──────── SOURCE MATERIAL

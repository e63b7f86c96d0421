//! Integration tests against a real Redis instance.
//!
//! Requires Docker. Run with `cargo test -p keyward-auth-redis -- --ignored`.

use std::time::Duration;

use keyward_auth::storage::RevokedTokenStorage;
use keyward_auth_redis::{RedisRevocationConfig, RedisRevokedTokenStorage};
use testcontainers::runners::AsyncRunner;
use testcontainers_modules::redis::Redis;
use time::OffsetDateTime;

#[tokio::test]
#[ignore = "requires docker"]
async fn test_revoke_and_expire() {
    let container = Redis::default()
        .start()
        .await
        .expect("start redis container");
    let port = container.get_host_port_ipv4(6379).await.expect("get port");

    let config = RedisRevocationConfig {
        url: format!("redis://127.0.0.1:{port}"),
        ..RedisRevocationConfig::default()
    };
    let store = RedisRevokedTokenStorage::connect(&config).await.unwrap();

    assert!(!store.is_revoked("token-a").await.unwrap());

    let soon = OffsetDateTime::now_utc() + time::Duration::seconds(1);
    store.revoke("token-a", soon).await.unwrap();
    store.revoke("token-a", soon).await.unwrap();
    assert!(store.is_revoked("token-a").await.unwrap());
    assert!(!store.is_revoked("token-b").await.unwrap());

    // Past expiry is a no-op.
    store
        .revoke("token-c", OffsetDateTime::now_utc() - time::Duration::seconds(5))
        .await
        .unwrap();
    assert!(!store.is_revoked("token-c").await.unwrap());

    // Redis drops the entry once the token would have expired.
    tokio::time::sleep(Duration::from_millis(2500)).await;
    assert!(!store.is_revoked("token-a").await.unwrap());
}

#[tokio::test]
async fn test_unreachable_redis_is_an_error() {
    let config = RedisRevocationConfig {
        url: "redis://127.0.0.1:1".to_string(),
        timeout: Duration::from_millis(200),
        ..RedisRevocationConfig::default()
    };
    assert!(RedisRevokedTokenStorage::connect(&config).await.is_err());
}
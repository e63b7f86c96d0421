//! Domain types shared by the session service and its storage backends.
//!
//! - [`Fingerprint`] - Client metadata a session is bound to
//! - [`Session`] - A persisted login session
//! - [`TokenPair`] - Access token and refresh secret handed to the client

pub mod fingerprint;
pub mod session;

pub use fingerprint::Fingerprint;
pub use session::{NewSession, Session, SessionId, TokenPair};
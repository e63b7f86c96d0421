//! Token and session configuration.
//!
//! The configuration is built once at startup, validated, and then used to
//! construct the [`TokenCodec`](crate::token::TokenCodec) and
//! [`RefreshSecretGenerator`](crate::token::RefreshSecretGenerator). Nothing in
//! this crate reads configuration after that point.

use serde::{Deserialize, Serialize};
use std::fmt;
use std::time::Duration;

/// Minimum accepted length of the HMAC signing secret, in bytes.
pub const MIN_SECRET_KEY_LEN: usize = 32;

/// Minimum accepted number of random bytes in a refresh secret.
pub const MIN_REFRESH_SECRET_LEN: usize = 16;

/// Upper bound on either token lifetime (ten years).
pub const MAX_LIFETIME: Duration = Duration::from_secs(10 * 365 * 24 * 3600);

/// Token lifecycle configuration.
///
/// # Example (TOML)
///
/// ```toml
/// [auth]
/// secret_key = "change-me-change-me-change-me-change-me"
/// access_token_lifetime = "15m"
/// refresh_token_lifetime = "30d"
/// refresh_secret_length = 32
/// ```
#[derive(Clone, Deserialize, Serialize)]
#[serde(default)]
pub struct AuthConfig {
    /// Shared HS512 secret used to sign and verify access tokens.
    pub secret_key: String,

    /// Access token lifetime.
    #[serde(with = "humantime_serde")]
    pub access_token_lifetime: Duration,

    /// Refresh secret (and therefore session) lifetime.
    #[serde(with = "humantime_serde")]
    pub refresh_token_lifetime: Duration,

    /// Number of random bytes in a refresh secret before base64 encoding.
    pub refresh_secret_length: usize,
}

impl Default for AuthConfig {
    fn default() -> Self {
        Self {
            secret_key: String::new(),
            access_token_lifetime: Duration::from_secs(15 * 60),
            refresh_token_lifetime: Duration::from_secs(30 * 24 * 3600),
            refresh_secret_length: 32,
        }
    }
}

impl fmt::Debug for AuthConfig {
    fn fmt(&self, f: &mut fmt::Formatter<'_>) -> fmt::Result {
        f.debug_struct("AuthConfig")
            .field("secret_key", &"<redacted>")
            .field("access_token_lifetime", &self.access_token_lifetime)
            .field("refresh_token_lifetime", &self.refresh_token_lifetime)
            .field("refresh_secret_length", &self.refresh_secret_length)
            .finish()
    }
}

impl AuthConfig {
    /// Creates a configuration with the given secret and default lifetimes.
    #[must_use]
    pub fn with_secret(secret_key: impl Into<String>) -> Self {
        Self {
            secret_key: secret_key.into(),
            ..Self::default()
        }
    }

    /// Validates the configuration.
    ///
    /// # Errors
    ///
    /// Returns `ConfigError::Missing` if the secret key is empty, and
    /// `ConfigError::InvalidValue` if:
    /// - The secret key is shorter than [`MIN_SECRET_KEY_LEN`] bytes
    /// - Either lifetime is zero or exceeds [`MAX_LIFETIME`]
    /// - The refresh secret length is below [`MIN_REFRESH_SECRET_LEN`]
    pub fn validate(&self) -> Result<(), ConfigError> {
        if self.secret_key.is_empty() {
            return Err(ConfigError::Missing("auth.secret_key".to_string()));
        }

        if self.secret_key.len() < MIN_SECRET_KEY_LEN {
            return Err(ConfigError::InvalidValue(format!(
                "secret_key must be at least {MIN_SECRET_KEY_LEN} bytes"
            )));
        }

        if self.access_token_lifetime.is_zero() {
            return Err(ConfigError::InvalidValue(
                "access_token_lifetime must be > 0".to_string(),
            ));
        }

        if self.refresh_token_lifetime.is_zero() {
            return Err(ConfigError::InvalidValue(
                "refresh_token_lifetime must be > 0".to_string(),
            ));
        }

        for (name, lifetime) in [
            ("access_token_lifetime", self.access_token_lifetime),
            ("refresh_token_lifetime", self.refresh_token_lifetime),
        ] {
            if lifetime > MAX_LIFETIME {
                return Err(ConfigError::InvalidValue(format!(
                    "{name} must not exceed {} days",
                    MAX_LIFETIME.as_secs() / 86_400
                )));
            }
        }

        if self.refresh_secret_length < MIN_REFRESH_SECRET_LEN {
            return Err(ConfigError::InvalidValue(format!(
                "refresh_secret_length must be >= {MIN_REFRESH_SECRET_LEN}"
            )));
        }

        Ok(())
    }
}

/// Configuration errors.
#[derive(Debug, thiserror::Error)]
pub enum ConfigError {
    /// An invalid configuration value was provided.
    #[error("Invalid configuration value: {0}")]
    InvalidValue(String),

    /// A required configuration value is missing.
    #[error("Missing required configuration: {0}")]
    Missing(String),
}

────────────────

▸ **WHAT YOU HAVE TO DO**
Where the string "name" turns up in a line of the data above, copy that whole line.

▸ **SOLUTION TO THIS EXERCISE**
        for (name, lifetime) in [
                    "{name} must not exceed {} days",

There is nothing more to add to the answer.